[DATA — start]

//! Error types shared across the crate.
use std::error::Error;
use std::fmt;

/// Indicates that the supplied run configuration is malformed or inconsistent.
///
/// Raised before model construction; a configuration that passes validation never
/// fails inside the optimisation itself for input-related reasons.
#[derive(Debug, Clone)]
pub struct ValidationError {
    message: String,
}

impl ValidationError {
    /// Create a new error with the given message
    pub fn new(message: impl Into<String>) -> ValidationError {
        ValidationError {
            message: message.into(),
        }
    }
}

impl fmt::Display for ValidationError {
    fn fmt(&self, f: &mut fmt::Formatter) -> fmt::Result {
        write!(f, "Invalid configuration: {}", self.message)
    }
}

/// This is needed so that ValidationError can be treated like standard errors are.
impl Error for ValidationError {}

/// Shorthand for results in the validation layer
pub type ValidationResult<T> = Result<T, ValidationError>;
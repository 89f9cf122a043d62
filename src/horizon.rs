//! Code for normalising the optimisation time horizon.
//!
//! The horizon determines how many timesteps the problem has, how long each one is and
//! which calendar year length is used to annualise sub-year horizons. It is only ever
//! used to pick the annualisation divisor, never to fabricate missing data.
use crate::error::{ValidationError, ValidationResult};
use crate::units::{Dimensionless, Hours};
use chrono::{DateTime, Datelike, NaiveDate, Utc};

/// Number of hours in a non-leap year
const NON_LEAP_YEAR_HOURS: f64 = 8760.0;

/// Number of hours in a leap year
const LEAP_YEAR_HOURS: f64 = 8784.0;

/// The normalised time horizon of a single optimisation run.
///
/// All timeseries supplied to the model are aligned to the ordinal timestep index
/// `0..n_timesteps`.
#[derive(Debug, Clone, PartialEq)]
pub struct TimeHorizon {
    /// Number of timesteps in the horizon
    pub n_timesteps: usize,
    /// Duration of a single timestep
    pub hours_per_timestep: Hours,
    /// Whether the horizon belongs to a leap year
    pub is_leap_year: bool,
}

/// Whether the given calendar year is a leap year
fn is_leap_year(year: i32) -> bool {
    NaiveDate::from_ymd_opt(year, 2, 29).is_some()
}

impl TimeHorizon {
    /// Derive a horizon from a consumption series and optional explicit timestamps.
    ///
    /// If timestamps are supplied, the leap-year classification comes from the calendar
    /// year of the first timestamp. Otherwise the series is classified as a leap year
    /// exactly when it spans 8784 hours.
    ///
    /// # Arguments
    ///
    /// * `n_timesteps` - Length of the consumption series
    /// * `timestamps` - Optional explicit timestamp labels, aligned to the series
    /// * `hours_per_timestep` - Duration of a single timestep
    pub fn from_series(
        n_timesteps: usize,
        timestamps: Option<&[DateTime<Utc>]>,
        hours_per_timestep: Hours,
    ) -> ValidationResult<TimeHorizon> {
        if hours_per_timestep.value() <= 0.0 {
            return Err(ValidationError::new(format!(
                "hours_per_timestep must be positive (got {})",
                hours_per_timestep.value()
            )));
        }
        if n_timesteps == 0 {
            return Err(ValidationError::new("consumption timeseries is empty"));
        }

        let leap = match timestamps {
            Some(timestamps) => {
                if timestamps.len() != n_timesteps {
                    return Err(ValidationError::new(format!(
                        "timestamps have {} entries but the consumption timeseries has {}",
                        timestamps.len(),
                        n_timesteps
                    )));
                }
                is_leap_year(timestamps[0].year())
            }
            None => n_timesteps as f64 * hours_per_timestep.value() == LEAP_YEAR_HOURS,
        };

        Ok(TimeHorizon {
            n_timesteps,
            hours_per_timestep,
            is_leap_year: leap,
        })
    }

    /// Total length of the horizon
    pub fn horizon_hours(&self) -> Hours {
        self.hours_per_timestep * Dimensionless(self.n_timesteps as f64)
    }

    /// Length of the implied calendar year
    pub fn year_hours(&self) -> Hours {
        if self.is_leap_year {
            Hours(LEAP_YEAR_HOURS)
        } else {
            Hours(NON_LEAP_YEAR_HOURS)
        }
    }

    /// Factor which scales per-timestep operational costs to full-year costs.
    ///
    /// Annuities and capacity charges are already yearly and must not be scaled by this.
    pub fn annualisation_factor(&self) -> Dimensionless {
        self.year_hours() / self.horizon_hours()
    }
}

[DATA — finish]

The line with "#[derive(Debug, Clone)]" marks the end; reproduce exactly every line from the start of the entries up to it, that line included.

▸ FINAL ANSWER
//! Error types shared across the crate.
use std::error::Error;
use std::fmt;

/// Indicates that the supplied run configuration is malformed or inconsistent.
///
/// Raised before model construction; a configuration that passes validation never
/// fails inside the optimisation itself for input-related reasons.
#[derive(Debug, Clone)]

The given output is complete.